Mondfinsternis 2026 In Deutschland: Alle Zeiten Und Fakten Zum Bevorstehenden Himmelsspektakel
Sternengucker und Astronomie-Begeisterte in ganz Deutschland blicken gespannt auf die zweite Augusthälfte: Am 28. August 2026 zieht eine eindrucksvolle partielle Mondfinsternis über den mitteleuropäischen Nachthimmel. Das kosmische Schauspiel ist bei klarem Wetter im gesamten deutschsprachigen Raum zu beobachten. Da der Mond zu über 90 Prozent in den Kernschatten der Erde eintaucht, verspricht das Ereignis besonders spektakuläre Anblicke in den frühen Morgenstunden.
| Parameter | Details |
|---|---|
| Datum | 28. August 2026 |
| Finsternis-Typ | Partielle Mondfinsternis (sehr hoher Bedeckungsgrad) |
| Sichtbarkeit in Deutschland | Im gesamten Bundesgebiet beobachtbar |
| Beginn Kernschatten | ca. 02:24 Uhr MESZ |
| Höhepunkt (Maximum) | ca. 04:13 Uhr MESZ |
| Ende Kernschatten | ca. 06:02 Uhr MESZ |
| Verfinsterung (Magnitude) | ca. 93 % des Monddurchmessers |
Erdschatten verhüllt den Vollmond: Der Ablauf der August-Finsternis
Eine partielle Mondfinsternis entsteht, wenn sich die Erde exakt zwischen Sonne und Mond schiebt, die drei Himmelskörper jedoch nicht auf einer perfekten Linie liegen. Am 28. August 2026 berührt der Mond in den ersten Morgenstunden den Halbschatten der Erde, was zunächst nur als leichte Verhaltungsdämpfung wahrnehmbar ist.
Der visuell spannendste Teil beginnt ab 02:24 Uhr MESZ, wenn der Erdtrabant spürbar in den dunklen Kernschatten eintaucht. Über einen Zeitraum von knapp zwei Stunden frisst sich der Schatten der Erde immer weiter über die Mondoberfläche.
Um 04:13 Uhr MESZ wird der Höhepunkt der Finsternis erreicht. Da der Mond zu rund 93 Prozent im Kernschatten liegt, bleibt nur ein schmaler Sichelrand direkt vom Sonnenlicht erhellt. Aufgrund der Lichtbrechung in der Erdatmosphäre kann der im Schatten liegende Mondbereich während der maximalen Phase in einem tiefen, rötlich-braunen Farbton schimmern.
Optimale Sichtbedingungen: So erleben Sie das Spektakel in Deutschland
Für die Beobachtung der Mondfinsternis benötigen Interessierte keine teure Spezialausrüstung. Im Gegensatz zu einer Sonnenfinsternis besteht bei Mondfinsternissen keinerlei Gefahr für die Augen.
- Freie Sicht nach Südwesten: Der Mond steht in der zweiten Nachthälfte vergleichsweise tief über dem Horizont. Ein Standort mit freier Sicht Richtung Süd/Südwest ist essenziell.
- Optische Hilfsmittel: Ein einfaches Fernglas oder ein kleines Teleskop offenbaren beeindruckende Details entlang der Schattengrenze (Terminator) auf der Kraterlandschaft des Mondes.

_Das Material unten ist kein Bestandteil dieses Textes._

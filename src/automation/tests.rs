//! Tests for the automation state machine, driven end-to-end through the
//! command and status channels with a scripted screen backend.

use super::channels::create_automation_channels;
use super::fsm::ClickAutomation;
use super::match_image::{ButtonMatcher, MatchConfig, Template};
use super::types::{AutomationCommand, AutomationEvent, RunState};
use crate::screen::{Frame, ScreenBackend, ScreenError, ScreenResult};
use image::{GrayImage, Luma};
use std::sync::atomic::{AtomicUsize, Ordering};
use std::sync::{Arc, Mutex};
use tokio::sync::mpsc;
use tokio::task::JoinHandle;
use tokio::time::{Duration, timeout};

/// Shared probes into the scripted backend, readable from the test body
/// while the worker owns the backend itself.
#[derive(Clone, Default)]
struct Probes {
    clicks: Arc<Mutex<Vec<(i32, i32)>>>,
    captures: Arc<AtomicUsize>,
    pointer: Arc<Mutex<(i32, i32)>>,
}

impl Probes {
    fn new(pointer: (i32, i32)) -> Self {
        Self {
            pointer: Arc::new(Mutex::new(pointer)),
            ..Self::default()
        }
    }

    fn capture_count(&self) -> usize {
        self.captures.load(Ordering::SeqCst)
    }

    fn clicks(&self) -> Vec<(i32, i32)> {
        self.clicks.lock().unwrap().clone()
    }
}

/// Scripted screen: serves the same frame on every capture and records
/// every click.
struct FakeScreen {
    probes: Probes,
    frame: GrayImage,
    logical_size: (u32, u32),
    fail_captures: bool,
}

impl ScreenBackend for FakeScreen {
    fn capture(&mut self) -> ScreenResult<Frame> {
        self.probes.captures.fetch_add(1, Ordering::SeqCst);
        if self.fail_captures {
            return Err(ScreenError::NoPrimaryMonitor);
        }
        Ok(Frame {
            gray: self.frame.clone(),
        })
    }

    fn logical_size(&mut self) -> ScreenResult<(u32, u32)> {
        Ok(self.logical_size)
    }

    fn pointer_position(&mut self) -> ScreenResult<(i32, i32)> {
        Ok(*self.probes.pointer.lock().unwrap())
    }

    fn click(&mut self, x: i32, y: i32) -> ScreenResult<()> {
        self.probes.clicks.lock().unwrap().push((x, y));
        Ok(())
    }
}

fn textured_tile(width: u32, height: u32) -> GrayImage {
    GrayImage::from_fn(width, height, |x, y| Luma([((x * 37 + y * 91) % 151) as u8]))
}

/// Textured backdrop for frames that embed the button tile.
fn plain_frame(width: u32, height: u32) -> GrayImage {
    GrayImage::from_fn(width, height, |x, y| Luma([((x + 2 * y) % 11 + 60) as u8]))
}

/// Featureless frame; zero window variance pins every correlation to 0,
/// so "no match" is guaranteed rather than merely likely.
fn flat_frame(width: u32, height: u32) -> GrayImage {
    GrayImage::from_pixel(width, height, Luma([80]))
}

/// A 200x150 capture frame with the 24x24 button at (40, 30), over a
/// 100x75 logical screen (density factor 2.0).
fn button_screen(probes: &Probes) -> (FakeScreen, ButtonMatcher) {
    let tile = textured_tile(24, 24);
    let mut frame = plain_frame(200, 150);
    image::imageops::replace(&mut frame, &tile, 40, 30);

    let screen = FakeScreen {
        probes: probes.clone(),
        frame,
        logical_size: (100, 75),
        fail_captures: false,
    };
    let matcher = ButtonMatcher::with_template(Template::from_gray(tile), MatchConfig::default());
    (screen, matcher)
}

fn empty_screen(probes: &Probes) -> (FakeScreen, ButtonMatcher) {
    let screen = FakeScreen {
        probes: probes.clone(),
        frame: flat_frame(200, 150),
        logical_size: (100, 75),
        fail_captures: false,
    };
    let matcher = ButtonMatcher::with_template(
        Template::from_gray(textured_tile(24, 24)),
        MatchConfig::default(),
    );
    (screen, matcher)
}

fn spawn_automation(
    screen: FakeScreen,
    matcher: ButtonMatcher,
) -> (
    mpsc::Sender<AutomationCommand>,
    mpsc::Receiver<AutomationEvent>,
    JoinHandle<()>,
) {
    let (cmd_tx, cmd_rx, event_tx, event_rx) = create_automation_channels();
    let mut automation = ClickAutomation::new(Box::new(screen), matcher, cmd_rx, event_tx);
    let handle = tokio::spawn(async move { automation.run().await });
    (cmd_tx, event_rx, handle)
}

/// Receive the next event; timeouts are in virtual time and generous.
async fn next_event(event_rx: &mut mpsc::Receiver<AutomationEvent>) -> AutomationEvent {
    timeout(Duration::from_secs(600), event_rx.recv())
        .await
        .expect("timed out waiting for an event")
        .expect("event channel closed")
}

/// Drain events until `pred` matches, returning everything seen up to and
/// including the matching event.
async fn events_until(
    event_rx: &mut mpsc::Receiver<AutomationEvent>,
    pred: impl Fn(&AutomationEvent) -> bool,
) -> Vec<AutomationEvent> {
    let mut seen = Vec::new();
    loop {
        let event = next_event(event_rx).await;
        let done = pred(&event);
        seen.push(event);
        if done {
            return seen;
        }
    }
}

async fn shut_down(cmd_tx: &mpsc::Sender<AutomationCommand>, handle: JoinHandle<()>) {
    cmd_tx
        .send(AutomationCommand::Shutdown)
        .await
        .expect("worker gone before shutdown");
    timeout(Duration::from_secs(600), handle)
        .await
        .expect("worker did not shut down")
        .expect("worker panicked");
}

#[test]
fn click_status_reports_confidence_as_whole_percent() {
    assert_eq!(super::fsm::click_status(0.82), "Clicked! (82% match)");
    assert_eq!(super::fsm::click_status(0.6), "Clicked! (60% match)");
    assert_eq!(super::fsm::click_status(0.999), "Clicked! (100% match)");
}

#[tokio::test(start_paused = true)]
async fn start_runs_and_scans_at_poll_cadence() {
    let probes = Probes::new((500, 500));
    let (screen, matcher) = empty_screen(&probes);
    let (cmd_tx, mut event_rx, handle) = spawn_automation(screen, matcher);

    cmd_tx.send(AutomationCommand::Start).await.unwrap();
    assert_eq!(
        next_event(&mut event_rx).await,
        AutomationEvent::StateChanged(RunState::Running)
    );

    // At least three consecutive scan reports with an unchanged counter
    for _ in 0..3 {
        assert_eq!(
            next_event(&mut event_rx).await,
            AutomationEvent::Status {
                text: "Scanning...".to_string(),
                clicks: 0
            }
        );
    }
    assert!(probes.capture_count() >= 3);
    assert!(probes.clicks().is_empty());

    shut_down(&cmd_tx, handle).await;
}

#[tokio::test(start_paused = true)]
async fn second_start_is_a_noop() {
    let probes = Probes::new((500, 500));
    let (screen, matcher) = empty_screen(&probes);
    let (cmd_tx, mut event_rx, handle) = spawn_automation(screen, matcher);

    cmd_tx.send(AutomationCommand::Start).await.unwrap();
    assert_eq!(
        next_event(&mut event_rx).await,
        AutomationEvent::StateChanged(RunState::Running)
    );

    cmd_tx.send(AutomationCommand::Start).await.unwrap();
    cmd_tx.send(AutomationCommand::Stop).await.unwrap();

    let seen = events_until(&mut event_rx, |e| {
        *e == AutomationEvent::StateChanged(RunState::Stopped)
    })
    .await;

    // The redundant Start produced no second transition to Running
    assert!(
        !seen
            .iter()
            .any(|e| *e == AutomationEvent::StateChanged(RunState::Running))
    );

    shut_down(&cmd_tx, handle).await;
}

#[tokio::test(start_paused = true)]
async fn stop_clears_status_and_is_idempotent() {
    let probes = Probes::new((500, 500));
    let (screen, matcher) = empty_screen(&probes);
    let (cmd_tx, mut event_rx, handle) = spawn_automation(screen, matcher);

    cmd_tx.send(AutomationCommand::Start).await.unwrap();
    assert_eq!(
        next_event(&mut event_rx).await,
        AutomationEvent::StateChanged(RunState::Running)
    );

    cmd_tx.send(AutomationCommand::Stop).await.unwrap();
    let seen = events_until(&mut event_rx, |e| {
        matches!(e, AutomationEvent::Status { text, .. } if text.is_empty())
    })
    .await;
    assert!(
        seen.contains(&AutomationEvent::StateChanged(RunState::Stopped)),
        "stop did not report the Stopped state"
    );

    // A second Stop re-clears the status without a duplicate transition
    cmd_tx.send(AutomationCommand::Stop).await.unwrap();
    assert_eq!(
        next_event(&mut event_rx).await,
        AutomationEvent::Status {
            text: String::new(),
            clicks: 0
        }
    );

    shut_down(&cmd_tx, handle).await;
}

#[tokio::test(start_paused = true)]
async fn match_clicks_at_mapped_coordinates_then_cools_down() {
    let probes = Probes::new((500, 500));
    let (screen, matcher) = button_screen(&probes);
    let (cmd_tx, mut event_rx, handle) = spawn_automation(screen, matcher);

    cmd_tx.send(AutomationCommand::Start).await.unwrap();

    let seen = events_until(&mut event_rx, |e| {
        matches!(e, AutomationEvent::Status { text, .. } if text.starts_with("Clicked!"))
    })
    .await;
    let AutomationEvent::Status { text, clicks } = seen.last().unwrap() else {
        unreachable!();
    };
    assert_eq!(text, "Clicked! (100% match)");
    assert_eq!(*clicks, 1);

    // Button center (52, 42) in a 200px-wide capture over a 100px logical
    // screen maps through factor 2.0 to (26, 21)
    assert_eq!(probes.clicks(), vec![(26, 21)]);

    // The frame still shows the button, so after the cooldown the worker
    // clicks again; exactly one more capture happens in between
    let captures_after_first = probes.capture_count();
    let seen = events_until(&mut event_rx, |e| {
        matches!(e, AutomationEvent::Status { text, .. } if text.starts_with("Clicked!"))
    })
    .await;
    let AutomationEvent::Status { clicks, .. } = seen.last().unwrap() else {
        unreachable!();
    };
    assert_eq!(*clicks, 2);
    assert_eq!(probes.capture_count(), captures_after_first + 1);

    shut_down(&cmd_tx, handle).await;
}

#[tokio::test(start_paused = true)]
async fn failsafe_corner_aborts_the_run() {
    let probes = Probes::new((0, 0));
    let (screen, matcher) = button_screen(&probes);
    let (cmd_tx, mut event_rx, handle) = spawn_automation(screen, matcher);

    cmd_tx.send(AutomationCommand::Start).await.unwrap();

    let seen = events_until(&mut event_rx, |e| *e == AutomationEvent::StopRequested).await;
    assert!(seen.contains(&AutomationEvent::Status {
        text: "Failsafe triggered".to_string(),
        clicks: 0
    }));
    assert!(seen.contains(&AutomationEvent::StateChanged(RunState::Aborting)));

    // The transient Aborting state decays to Stopped on its own
    assert_eq!(
        next_event(&mut event_rx).await,
        AutomationEvent::StateChanged(RunState::Stopped)
    );

    // Nothing was clicked even though the button was on screen
    assert!(probes.clicks().is_empty());

    shut_down(&cmd_tx, handle).await;
}

#[tokio::test(start_paused = true)]
async fn start_is_refused_without_a_template() {
    let probes = Probes::new((500, 500));
    let screen = FakeScreen {
        probes: probes.clone(),
        frame: flat_frame(200, 150),
        logical_size: (100, 75),
        fail_captures: false,
    };
    let matcher = ButtonMatcher::from_file("no-such-template.png", MatchConfig::default());
    let (cmd_tx, mut event_rx, handle) = spawn_automation(screen, matcher);

    cmd_tx.send(AutomationCommand::Start).await.unwrap();
    assert!(matches!(
        next_event(&mut event_rx).await,
        AutomationEvent::Error(_)
    ));

    // Refused: no transition, no capture activity
    assert_eq!(probes.capture_count(), 0);

    shut_down(&cmd_tx, handle).await;
}

#[tokio::test(start_paused = true)]
async fn capture_errors_back_off_quietly() {
    let probes = Probes::new((500, 500));
    let screen = FakeScreen {
        probes: probes.clone(),
        frame: flat_frame(200, 150),
        logical_size: (100, 75),
        fail_captures: true,
    };
    let matcher = ButtonMatcher::with_template(
        Template::from_gray(textured_tile(24, 24)),
        MatchConfig::default(),
    );
    let (cmd_tx, mut event_rx, handle) = spawn_automation(screen, matcher);

    cmd_tx.send(AutomationCommand::Start).await.unwrap();
    assert_eq!(
        next_event(&mut event_rx).await,
        AutomationEvent::StateChanged(RunState::Running)
    );

    // Give the loop several virtual poll intervals to retry
    tokio::time::sleep(Duration::from_secs(3)).await;
    assert!(probes.capture_count() >= 3, "loop stopped retrying");

    // Failures stay off the status stream: stopping is the next event
    cmd_tx.send(AutomationCommand::Stop).await.unwrap();
    assert_eq!(
        next_event(&mut event_rx).await,
        AutomationEvent::StateChanged(RunState::Stopped)
    );

    shut_down(&cmd_tx, handle).await;
}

- Dunkle Standorte bevorzugt: Wer das spektakuläre Glimmen des abgedunkelten Mondbereichs optimal wahrnehmen möchte, sollte Lichtverschmutzung in Großstädten wie Berlin, Hamburg oder München meiden und ländliche Regionen aufsuchen.
- Fotografie-Tipps: Ein stabiles Stativ und eine Kamera mit manueller Belichtungssteuerung ermöglichen gestochen scharfe Aufnahmen der Schattenphase.
Rötliche Scheibe: Totale Mondfinsternis über Deutschland
Astronomisches Rekordjahr 2026: Was Sternengucker jetzt noch erwartet
Der August 2026 gilt unter Astronomen bereits jetzt als absoluter Ausnahme-Monat. Nur zwei Wochen vor der Mondfinsternis lockte die totale Sonnenfinsternis vom 12. August 2026 Millionen Beobachter nach Südeuropa. Die bevorstehende Mondfinsternis bildet nun den perfekten wissenschaftlichen und visuellen Schlusspunkt dieses astronomischen Doppelereignisses.
Wer das Naturschauspiel verpasst, muss sich etwas gedulden. Die nächste von Deutschland aus gut sichtbare totale Mondfinsternis lässt bis zum Jahr 2028 auf sich warten. Umso wertvoller ist die Gelegenheit, den Erdschatten in der Nacht vom 27. auf den 28. August 2026 direkt vom eigenen Garten oder Balkon aus zu verfolgen.